The plan to dispose of businesses worth pounds 1.5bn over the next two years amounts to ICI's demerger Mark 2. This is literally the case since it intends to dispose of Tioxide through a stock market flotation. But it is also the case in a wider sense. The 1993 demerger saw ICI part company with its pharmaceuticals arm, Zeneca, since when the latter has soared while its older, uglier brother has struggled to outperform the market. Now ICI intends to extract itself from the highly cyclical and ferociously capital-intensive industry that is bulk chemicals.

That should not be altogether surprising. Since he arrived from Unilever, Mr Miller Smith has been chipping away steadily at the old ICI, disposing of 38 businesses worth some pounds 600m.

He has also been working hard to deliver something called the "value gap", which means doing things more efficiently with less working capital. Unfortunately, just as ICI was getting somewhere, another gap closed on it - the one between what it pays for raw materials and what it can charge its customers - leaving lots of nasty red ink that no amount of titanium dioxide could hide.

Supposing ICI can get Tioxide away at a reasonable price, the next cyclical downturn will be someone else's worry. What ICI then has to focus on is whether it wants to remain in industrial chemicals at all.

Where the customer is always treated like dirt

Scottish Amicable no doubt has some good reasons for having failed thus far to write to policyholders about the future of their company. A very credible one is that although policyholders are the owners of the company, they are not like shareholders; life assurance and pension policies are not easily tradeable, so no purpose is served by circulating policyholders with every twist and turn in the developing story of the company's demutualisation.

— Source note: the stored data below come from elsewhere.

//! Choice points for model checking
//!
//! A [`ChoicePoint`] keeps the candidates the controller did not pick at one
//! decision, together with a full copy of the run taken just before that
//! decision. The replay driver consumes candidates one at a time; each one
//! becomes a new run whose first decision is forced to that candidate.

use crate::status::Status;
use indexmap::IndexMap;
use rand::Rng;
use rand_chacha::ChaCha8Rng;
use rondo_core::{EngineError, MachineKey, ModelCheckingCriteria, Pick, Result};
use std::fmt;
use std::sync::Arc;

/// A recorded branch
pub struct ChoicePoint {
    /// Numeric id, unique within a session
    pub id: u64,
    /// Path depth at which the branch was recorded
    pub depth: u64,
    /// Virtual time of the decision
    pub clock: u64,
    /// Event time of the decision
    pub event_clock: u64,
    candidates: Vec<MachineKey>,
    snapshot: Arc<Status>,
}

impl ChoicePoint {
    /// Candidates not yet replayed, in key order
    pub fn candidates(&self) -> &[MachineKey] {
        &self.candidates
    }

    /// Copy of the run taken before the decision
    pub fn snapshot(&self) -> &Arc<Status> {
        &self.snapshot
    }

    fn take_candidate(&mut self, pick: Pick, rng: &mut ChaCha8Rng) -> Option<MachineKey> {
        if self.candidates.is_empty() {
            return None;
        }
        let index = match pick {
            Pick::First => 0,
            Pick::Random => rng.gen_range(0..self.candidates.len()),
        };
        Some(self.candidates.remove(index))
    }
}

impl fmt::Debug for ChoicePoint {
    fn fmt(&self, f: &mut fmt::Formatter<'_>) -> fmt::Result {
        f.debug_struct("ChoicePoint")
            .field("id", &self.id)
            .field("depth", &self.depth)
            .field("clock", &self.clock)
            .field("event_clock", &self.event_clock)
            .field("candidates", &self.candidates)
            .finish_non_exhaustive()
    }
}

/// Everything needed to start one replay
#[derive(Debug, Clone)]
pub struct Replay {
    /// Choice point the candidate was taken from
    pub choice_point: u64,
    /// Machine the first decision is forced to
    pub candidate: MachineKey,
    /// Path depth of the choice point
    pub depth: u64,
    /// Virtual time to restore
    pub clock: u64,
    /// Event time to restore
    pub event_clock: u64,
    /// Run copy to clone the replay from
    pub snapshot: Arc<Status>,
}

/// Ordered list of unexplored choice points
#[derive(Debug, Default)]
pub struct ChoicePoints {
    points: IndexMap<u64, ChoicePoint>,
}

impl ChoicePoints {
    /// Number of choice points with candidates left
    pub fn len(&self) -> usize {
        self.points.len()
    }

    /// Whether everything recorded has been explored
    pub fn is_empty(&self) -> bool {
        self.points.is_empty()
    }

    /// Choice points in recording order
    pub fn iter(&self) -> impl Iterator<Item = &ChoicePoint> {
        self.points.values()
    }

    /// Choice point `id`
    pub fn get(&self, id: u64) -> Option<&ChoicePoint> {
        self.points.get(&id)
    }

    /// Drop every choice point
    pub fn clear(&mut self) {
        self.points.clear();
    }

    fn push(&mut self, point: ChoicePoint) {
        self.points.insert(point.id, point);
    }

    /// Id of the choice point to explore next; `first` is the most recent
    fn pick(&self, pick: Pick, rng: &mut ChaCha8Rng) -> Option<u64> {
        match pick {
            Pick::First => self.points.last().map(|(id, _)| *id),
            Pick::Random if self.points.is_empty() => None,
            Pick::Random => self
                .points
                .get_index(rng.gen_range(0..self.points.len()))
                .map(|(id, _)| *id),
        }
    }

    /// Remove one candidate of choice point `id`, dropping the point once its
    /// candidates run out
    fn take(&mut self, id: u64, pick: Pick, rng: &mut ChaCha8Rng) -> Result<Replay> {
        let point = self
            .points
            .get_mut(&id)
            .ok_or_else(|| EngineError::not_found(format!("choice point {id}")))?;
        let candidate = point.take_candidate(pick, rng).ok_or_else(|| {
            EngineError::protocol("controller", format!("choice point {id} has no candidates left"))
        })?;
        let replay = Replay {
            choice_point: id,
            candidate,
            depth: point.depth,
            clock: point.clock,
            event_clock: point.event_clock,
            snapshot: Arc::clone(&point.snapshot),
        };
        if point.candidates.is_empty() {
            self.points.shift_remove(&id);
        }
        Ok(replay)
    }
}

/// Bookkeeping shared between the controller and the replay driver
#[derive(Debug, Default)]
pub struct ModelCheckingVars {
    /// Unexplored choice points
    pub choice_points: ChoicePoints,
    /// Depth of the current path
    pub depth: u64,
    /// Choice point the current run was replayed from
    pub current: Option<u64>,
    /// Candidate the current run's first decision is forced to
    pub chosen: Option<MachineKey>,
    /// Whether the forced decision is still pending
    pub recovering: bool,
    next_id: u64,
}

impl ModelCheckingVars {
    /// Append a new choice point and return its id
    pub(crate) fn record(
        &mut self,
        candidates: Vec<MachineKey>,
        snapshot: Arc<Status>,
        clock: u64,
        event_clock: u64,
    ) -> u64 {
        self.depth += 1;
        let id = self.next_id;
        self.next_id += 1;
        self.choice_points.push(ChoicePoint {
            id,
            depth: self.depth,
            clock,
            event_clock,
            candidates,
            snapshot,
        });
        id
    }

    /// Take the next replay according to `criteria`
    pub fn next_replay(
        &mut self,
        criteria: ModelCheckingCriteria,
        rng: &mut ChaCha8Rng,
    ) -> Result<Option<Replay>> {
        let Some(id) = self.choice_points.pick(criteria.choice_point, rng) else {
            return Ok(None);
        };
        self.choice_points.take(id, criteria.candidate, rng).map(Some)
    }

    /// Arm the forced decision of `replay`
    pub fn arm(&mut self, replay: &Replay) {
        self.depth = replay.depth;
        self.current = Some(replay.choice_point);
        self.chosen = Some(replay.candidate.clone());
        self.recovering = true;
    }

    /// Consume the forced decision, if one is armed
    pub(crate) fn take_forced(&mut self) -> Option<MachineKey> {
        if !self.recovering {
            return None;
        }
        self.recovering = false;
        self.chosen.clone()
    }

    /// Back to the state of a fresh session
    pub fn reset(&mut self) {
        *self = Self::default();
    }
}

#[cfg(test)]
mod tests {
    use super::*;
    use crate::session::Session;
    use rand::SeedableRng;
    use rondo_core::{EngineConfig, NoopSlotProcessor, NullMeta};

    fn snapshot() -> Arc<Status> {
        Status::new(
            EngineConfig::default(),
            Arc::new(Session::new()),
            Box::new(NullMeta),
            Arc::new(NoopSlotProcessor),
        )
        .unwrap()
    }

    fn keys(names: &[&str]) -> Vec<MachineKey> {
        names.iter().map(|name| MachineKey::from(*name)).collect()
    }

    #[test]
    fn candidates_are_consumed_in_order_then_the_point_disappears() {
        let mut vars = ModelCheckingVars::default();
        let mut rng = ChaCha8Rng::seed_from_u64(0);
        vars.record(keys(&["a#0", "b#1", "c#2"]), snapshot(), 4, 9);

        let mut taken = Vec::new();
        while let Some(replay) = vars
            .next_replay(ModelCheckingCriteria::default(), &mut rng)
            .unwrap()
        {
            assert_eq!((replay.clock, replay.event_clock, replay.depth), (4, 9, 1));
            taken.push(replay.candidate.as_str().to_string());
        }
        assert_eq!(taken, vec!["a#0", "b#1", "c#2"]);
        assert!(vars.choice_points.is_empty());
    }

    #[test]
    fn first_choice_point_is_the_most_recent() {
        let mut vars = ModelCheckingVars::default();
        let mut rng = ChaCha8Rng::seed_from_u64(0);
        vars.record(keys(&["a#0"]), snapshot(), 1, 1);
        let newer = vars.record(keys(&["b#1"]), snapshot(), 2, 2);

        let replay = vars
            .next_replay(ModelCheckingCriteria::default(), &mut rng)
            .unwrap()
            .unwrap();
        assert_eq!(replay.choice_point, newer);
        assert_eq!(replay.depth, 2);
        assert_eq!(vars.choice_points.len(), 1);
    }

    #[test]
    fn forced_decision_is_consumed_once() {
        let mut vars = ModelCheckingVars::default();
        let mut rng = ChaCha8Rng::seed_from_u64(0);
        vars.record(keys(&["a#0", "b#1"]), snapshot(), 3, 3);
        let replay = vars
            .next_replay(ModelCheckingCriteria::default(), &mut rng)
            .unwrap()
            .unwrap();
        vars.arm(&replay);
        assert_eq!(vars.take_forced(), Some(MachineKey::from("a#0")));
        assert_eq!(vars.take_forced(), None);
    }

    #[test]
    fn taking_from_an_exhausted_point_is_a_protocol_violation() {
        let mut points = ChoicePoints::default();
        let mut rng = ChaCha8Rng::seed_from_u64(0);
        points.push(ChoicePoint {
            id: 7,
            depth: 1,
            clock: 0,
            event_clock: 0,
            candidates: Vec::new(),
            snapshot: snapshot(),
        });
        let err = points.take(7, Pick::First, &mut rng).unwrap_err();
        assert!(err.is_protocol_violation());
    }
}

Yes indeed ... very credible. However, it does suffer from one rather serious flaw, for although this seems fair enough if there is only one proposal for policyholders to consider, it seems positively cavalier if there are viable alternatives. That is precisely what has happened in this case.

ScotAm executives continued to plough ahead with plans to circulate policyholders with their own proposals as if the Abbey National alternative was no more than an invention of the press. Callers to the ScotAm hotline would have learnt nothing about the Abbey National approach. It was not until there was yet another proposal, from the Prudential, that ScotAm finally had the good grace to put its own demutualisation plans on ice.

If this had been a publicly listed company, ScotAm could not have behaved in this way. However, there is a rather more basic reason for this behaviour which goes beyond the lack of a rule book. It is, to be frank, that life assurers have on the whole always treated their policyholders like dirt. The proprietary companies are no better either. Policyholders at Sun Alliance have yet to be notified formally by the company of its merger, long since consummated, with Royal.

There are few businesses where customers would or could be treated in such an offhand manner. If those customers also happen to be the owners of the business, as in the case of a mutually owned life assurer, such behaviour becomes positively insulting.

Life insurance companies are on the whole run by well-intentioned people. They don't mean to be rude; it's just that they are very used to managing the affairs of their policyholders as they see fit. It is they who are doing the public a service by selling these policies, you understand, not, as in most businesses, the other way round. And just in case you feel like protesting in time-honoured fashion by removing your custom, don't bother, for if you do, early surrender penalties will kick in and you'll lose half your money. What an industry.